Did they really need that knowledge though to soak, frolic, to relax and enjoy this incredible thermal lake? We will never know what the first people who discovered Hévíz thought, but we are able to know what they felt.
Aches and pains give way to the curative powers of a natural wonder that combines the therapeutic power of water and minerals. An invigorating soak can also serve to stimulate the imagination and allow us to conceive what those first visitors must have thought: this lake is incredible.
It is the timeless evocative power of Lake Hévíz that links past and present.Yet those people of long ago and even those of not so long ago had a great advantage over the visitor today.
They were not visually assaulted by the gaudy high rise hotels, the crass commercialism that permeates tourism in Hévíz today. Their experience would have been much more natural.
So visitors must close their eyes to this unsightly mass of modern tourism and let these waters do their work, taking them back to a time before all that.
Even if we cannot stretch our minds all the way back to reimagine those first visitors, let us at least start at the point where Hévíz began its rise to prominence and popularity, the late 18th century.
In 1795 Count György Festetics piped the thermal lake’s bountiful waters into a bathhouse, creating Hévíz’s first spa. This was the trigger for Hévíz to become a playground of the aristocracy.Aristocrats and spas have a long lineage in central Europe.
Those were the days of monarchy and nobility, empire embellished by a final belle époque. Scores of European nobility made their way to Hévíz, the majority of them connected in some way to the Habsburg Empire.
The thermal waters were a sparkling wayside in an era that would soon end and the nobility did not even know it. The allure was not just the waters of Heviz, but to be among the elite of an empire.
Soaking to their heart’s content, surrounded by languid water lilies topping the thermal water’s surface, it must have been quite a moment. Yet nothing lasts forever, especially power.The First World War upended the old elite, but Heviz retained some of its charm, if not its glory.
In the years that followed, Lake Hévíz continued to offer fun and frolic.
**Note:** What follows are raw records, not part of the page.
#[async_trait]
impl ComputeDriver for CloudStackNodeDriver {
    fn id(&self) -> &'static str {
        PROVIDER
    }

    fn metadata() -> DriverMetadata {
        DriverMetadata {
            id: PROVIDER.to_string(),
            name: "CloudStack".to_string(),
            kind: DriverKind::Compute,
            auth: AuthScheme::AccessKey,
            required_fields: vec![
                CredentialField::text("accessKeyId", "API Key"),
                CredentialField::secret("secretAccessKey", "Secret Key")
                    .help("The API URL must be set as the endpoint"),
            ],
            website: Some("https://cloudstack.apache.org".to_string()),
        }
    }

    async fn list_nodes(&self) -> Result<Vec<Node>> {
        let vms: Vec<VirtualMachine> = self
            .conn
            .list_all(
                "listVirtualMachines",
                &Params::new(),
                "virtualmachine",
                ErrorContext::resource(ResourceKind::Node),
            )
            .await?;
        Ok(vms.into_iter().map(Self::convert_node).collect())
    }

    async fn get_node(&self, node_id: &str) -> Result<Node> {
        let vms: Vec<VirtualMachine> = self
            .conn
            .list_all(
                "listVirtualMachines",
                &params([("id", node_id)]),
                "virtualmachine",
                ErrorContext::with_id(ResourceKind::Node, node_id),
            )
            .await?;
        vms.into_iter()
            .next()
            .map(Self::convert_node)
            .ok_or_else(|| DriverError::not_found(PROVIDER, ResourceKind::Node, node_id))
    }

    async fn create_node(&self, req: &CreateNodeRequest) -> Result<Node> {
        let zone_id = self.conn.zone_or_default(req.location_id.as_deref()).await?;

        let mut p = params([
            ("serviceofferingid", req.size_id.as_str()),
            ("templateid", req.image_id.as_str()),
            ("zoneid", zone_id.as_str()),
            ("name", req.name.as_str()),
            ("displayname", req.name.as_str()),
        ]);
        match &req.auth {
            Some(NodeAuth::SshKey(key)) => {
                p.insert("keypair".to_string(), key.clone());
            }
            Some(NodeAuth::Password(_)) => {
                return Err(DriverError::InvalidParameter {
                    provider: PROVIDER.to_string(),
                    param: "auth".to_string(),
                    detail: "CloudStack generates VM passwords itself".to_string(),
                });
            }
            None => {}
        }
        if let Some(networks) = req.ex.get("network_ids").and_then(Value::as_array) {
            let ids: Vec<&str> = networks.iter().filter_map(Value::as_str).collect();
            p.insert("networkids".to_string(), ids.join(","));
        }
        if let Some(groups) = req.ex.get("security_groups").and_then(Value::as_array) {
            let names: Vec<&str> = groups.iter().filter_map(Value::as_str).collect();
            p.insert("securitygroupnames".to_string(), names.join(","));
        }
        if let Some(user_data) = req.ex_str("user_data") {
            p.insert("userdata".to_string(), BASE64.encode(user_data));
        }

        let vm: VirtualMachine = self
            .conn
            .async_request_as(
                "deployVirtualMachine",
                &p,
                "virtualmachine",
                ErrorContext::with_name(ResourceKind::Node, &req.name),
            )
            .await?;
        log::info!("[{PROVIDER}] Deployed VM {} ({})", vm.id, req.name);
        Ok(Self::convert_node(vm))
    }

    async fn destroy_node(&self, node_id: &str) -> Result<()> {
        self.vm_action("destroyVirtualMachine", node_id).await
    }

    async fn reboot_node(&self, node_id: &str) -> Result<()> {
        self.vm_action("rebootVirtualMachine", node_id).await
    }

    async fn start_node(&self, node_id: &str) -> Result<()> {
        self.vm_action("startVirtualMachine", node_id).await
    }

    async fn stop_node(&self, node_id: &str) -> Result<()> {
        self.vm_action("stopVirtualMachine", node_id).await
    }

    async fn list_images(&self) -> Result<Vec<NodeImage>> {
        let templates: Vec<Template> = self
            .conn
            .list_all(
                "listTemplates",
                &params([("templatefilter", "executable")]),
                "template",
                ErrorContext::resource(ResourceKind::Image),
            )
            .await?;
        Ok(templates.into_iter().map(Self::convert_image).collect())
    }

    async fn list_sizes(&self) -> Result<Vec<NodeSize>> {
        let offerings: Vec<ServiceOffering> = self
            .conn
            .list_all(
                "listServiceOfferings",
                &Params::new(),
                "serviceoffering",
                ErrorContext::resource(ResourceKind::Size),
            )
            .await?;
        Ok(offerings.into_iter().map(Self::convert_size).collect())
    }

    async fn list_locations(&self) -> Result<Vec<NodeLocation>> {
        let zones: Vec<CsZone> = self
            .conn
            .list_all(
                "listZones",
                &Params::new(),
                "zone",
                ErrorContext::resource(ResourceKind::Location),
            )
            .await?;
        Ok(zones.into_iter().map(Self::convert_location).collect())
    }

    async fn list_volumes(&self) -> Result<Vec<StorageVolume>> {
        let volumes: Vec<CsVolume> = self
            .conn
            .list_all(
                "listVolumes",
                &Params::new(),
                "volume",
                ErrorContext::resource(ResourceKind::Volume),
            )
            .await?;
        Ok(volumes.into_iter().map(Self::convert_volume).collect())
    }

    async fn create_volume(&self, req: &CreateVolumeRequest) -> Result<StorageVolume> {
        let zone_id = self.conn.zone_or_default(req.location_id.as_deref()).await?;
        let mut p = params([("name", req.name.as_str()), ("zoneid", zone_id.as_str())]);

        // A snapshot carries its own size and offering
        if let Some(snapshot_id) = &req.snapshot_id {
            p.insert("snapshotid".to_string(), snapshot_id.clone());
        } else {
            p.insert("diskofferingid".to_string(), self.disk_offering(&req.ex).await?);
            p.insert("size".to_string(), req.size_gb.to_string());
        }

        let volume: CsVolume = self
            .conn
            .async_request_as(
                "createVolume",
                &p,
                "volume",
                ErrorContext::with_name(ResourceKind::Volume, &req.name),
            )
            .await?;
        Ok(Self::convert_volume(volume))
    }

    async fn destroy_volume(&self, volume_id: &str) -> Result<()> {
        self.conn
            .request_ack(
                "deleteVolume",
                &params([("id", volume_id)]),
                ErrorContext::with_id(ResourceKind::Volume, volume_id),
            )
            .await
    }

    async fn attach_volume(
        &self,
        node_id: &str,
        volume_id: &str,
        device: Option<&str>,
    ) -> Result<()> {
        let mut p = params([("id", volume_id), ("virtualmachineid", node_id)]);
        // CloudStack takes a numeric device slot
        if let Some(slot) = device.and_then(|d| d.trim().parse::<u32>().ok()) {
            p.insert("deviceid".to_string(), slot.to_string());
        }
        self.conn
            .async_request(
                "attachVolume",
                &p,
                ErrorContext::with_id(ResourceKind::Volume, volume_id),
            )
            .await?;
        Ok(())
    }

    async fn detach_volume(&self, volume_id: &str) -> Result<()> {
        self.conn
            .async_request(
                "detachVolume",
                &params([("id", volume_id)]),
                ErrorContext::with_id(ResourceKind::Volume, volume_id),
            )
            .await?;
        Ok(())
    }

    async fn list_volume_snapshots(&self, volume_id: &str) -> Result<Vec<VolumeSnapshot>> {
        let snapshots: Vec<CsSnapshot> = self
            .conn
            .list_all(
                "listSnapshots",
                &params([("volumeid", volume_id)]),
                "snapshot",
                ErrorContext::with_id(ResourceKind::Volume, volume_id),
            )
            .await?;
        Ok(snapshots.into_iter().map(Self::convert_snapshot).collect())
    }

    async fn create_volume_snapshot(
        &self,
        volume_id: &str,
        name: Option<&str>,
    ) -> Result<VolumeSnapshot> {
        let mut p = params([("volumeid", volume_id)]);
        if let Some(name) = name {
            p.insert("name".to_string(), name.to_string());
        }
        let snapshot: CsSnapshot = self
            .conn
            .async_request_as(
                "createSnapshot",
                &p,
                "snapshot",
                ErrorContext::with_id(ResourceKind::Volume, volume_id),
            )
            .await?;
        Ok(Self::convert_snapshot(snapshot))
    }

    async fn destroy_volume_snapshot(&self, snapshot_id: &str) -> Result<()> {
        self.conn
            .async_request(
                "deleteSnapshot",
                &params([("id", snapshot_id)]),
                ErrorContext::with_id(ResourceKind::Snapshot, snapshot_id),
            )
            .await?;
        Ok(())
    }

    async fn list_key_pairs(&self) -> Result<Vec<KeyPair>> {
        let keypairs: Vec<SshKeyPair> = self
            .conn
            .list_all(
                "listSSHKeyPairs",
                &Params::new(),
                "sshkeypair",
                ErrorContext::resource(ResourceKind::KeyPair),
            )
            .await?;
        Ok(keypairs
            .into_iter()
            .map(|k| Self::convert_key_pair(k, None))
            .collect())
    }

    async fn get_key_pair(&self, name: &str) -> Result<KeyPair> {
        let keypairs: Vec<SshKeyPair> = self
            .conn
            .list_all(
                "listSSHKeyPairs",
                &params([("name", name)]),
                "sshkeypair",
                ErrorContext::with_id(ResourceKind::KeyPair, name),
            )
            .await?;
        keypairs
            .into_iter()
            .next()
            .map(|k| Self::convert_key_pair(k, None))
            .ok_or_else(|| DriverError::not_found(PROVIDER, ResourceKind::KeyPair, name))
    }

    async fn create_key_pair(&self, name: &str) -> Result<KeyPair> {
        let resp: KeyPairResponse = self
            .conn
            .request(
                "createSSHKeyPair",
                &params([("name", name)]),
                ErrorContext::with_name(ResourceKind::KeyPair, name),
            )
            .await?;
        Ok(Self::convert_key_pair(resp.keypair, None))
    }

    async fn import_key_pair_from_string(&self, name: &str, public_key: &str) -> Result<KeyPair> {
        let public_key = public_key.trim();
        let resp: KeyPairResponse = self
            .conn
            .request(
                "registerSSHKeyPair",
                &params([("name", name), ("publickey", public_key)]),
                ErrorContext::with_name(ResourceKind::KeyPair, name),
            )
            .await?;
        Ok(Self::convert_key_pair(
            resp.keypair,
            Some(public_key.to_string()),
        ))
    }

    async fn delete_key_pair(&self, name: &str) -> Result<()> {
        self.conn
            .request_ack(
                "deleteSSHKeyPair",
                &params([("name", name)]),
                ErrorContext::with_id(ResourceKind::KeyPair, name),
            )
            .await
    }
}
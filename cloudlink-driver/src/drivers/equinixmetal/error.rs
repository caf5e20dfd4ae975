//! Equinix Metal error mapping
//!
//! The API has no error codes, so `raw.code` is the HTTP status and
//! validation failures (422) are told apart by their message.

use crate::error::DriverError;
use crate::traits::{ErrorContext, ErrorMapper, RawApiError};

use super::EquinixMetalNodeDriver;

fn mentions(message: &str, patterns: &[&str]) -> bool {
    let message = message.to_lowercase();
    patterns.iter().any(|p| message.contains(p))
}

impl ErrorMapper for EquinixMetalNodeDriver {
    fn provider_name(&self) -> &'static str {
        super::PROVIDER
    }

    fn map_error(&self, raw: RawApiError, context: ErrorContext) -> DriverError {
        match raw.code.as_deref() {
            Some("401") => self.credentials_error(raw),

            Some("403") => DriverError::PermissionDenied {
                provider: self.provider_name().to_string(),
                raw_message: Some(raw.message),
            },

            Some("404") => self.not_found_error(raw, context),

            Some("422")
                if context.name.is_some()
                    && mentions(&raw.message, &["already", "has been taken"]) =>
            {
                self.already_exists_error(raw, context)
            }
            Some("422") if mentions(&raw.message, &["quota", "limit", "capacity"]) => {
                DriverError::QuotaExceeded {
                    provider: self.provider_name().to_string(),
                    raw_message: Some(raw.message),
                }
            }
            Some("400" | "406" | "422") => DriverError::InvalidParameter {
                provider: self.provider_name().to_string(),
                param: "request".to_string(),
                detail: raw.message,
            },

            Some("409") => self.already_exists_error(raw, context),

            _ => self.unknown_error(raw),
        }
    }
}

#[cfg(test)]
mod tests {
    use super::*;
    use crate::error::ResourceKind;

    fn map(code: &str, message: &str, ctx: ErrorContext) -> DriverError {
        EquinixMetalNodeDriver::new("t")
            .unwrap()
            .map_error(RawApiError::with_code(code, message), ctx)
    }

    #[test]
    fn duplicate_key_label() {
        let err = map(
            "422",
            "Key has already been taken",
            ErrorContext::with_name(ResourceKind::KeyPair, "deploy"),
        );
        assert!(matches!(err, DriverError::AlreadyExists { ref name, .. } if name == "deploy"));
    }

    #[test]
    fn capacity_is_quota() {
        let err = map(
            "422",
            "Oh snap, the plan c3.small.x86 has no capacity in metro da",
            ErrorContext::with_name(ResourceKind::Node, "web"),
        );
        assert!(matches!(err, DriverError::QuotaExceeded { .. }));
    }

    #[test]
    fn validation_error() {
        let err = map("422", "Hostname is invalid", ErrorContext::default());
        assert!(matches!(err, DriverError::InvalidParameter { .. }));
    }

    #[test]
    fn server_error_is_unknown() {
        let err = map("500", "oops", ErrorContext::default());
        assert!(matches!(err, DriverError::Unknown { raw_code: Some(ref c), .. } if c == "500"));
    }
}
We can see the spirit of this short lived age, displayed in a photo taken at the lake in 1933. Men and women face the camera. They soak and smile brightly.
They look so happy, so relaxed, they do not know what is to come. They do not know of the next war or the even longer cold one that will follow. They do not know what Heviz will become. All they know is that moment.
It is a feeling of pure enjoyment. This is what they experienced, what they felt. This is Lake Hévíz as it was then and as it has always been.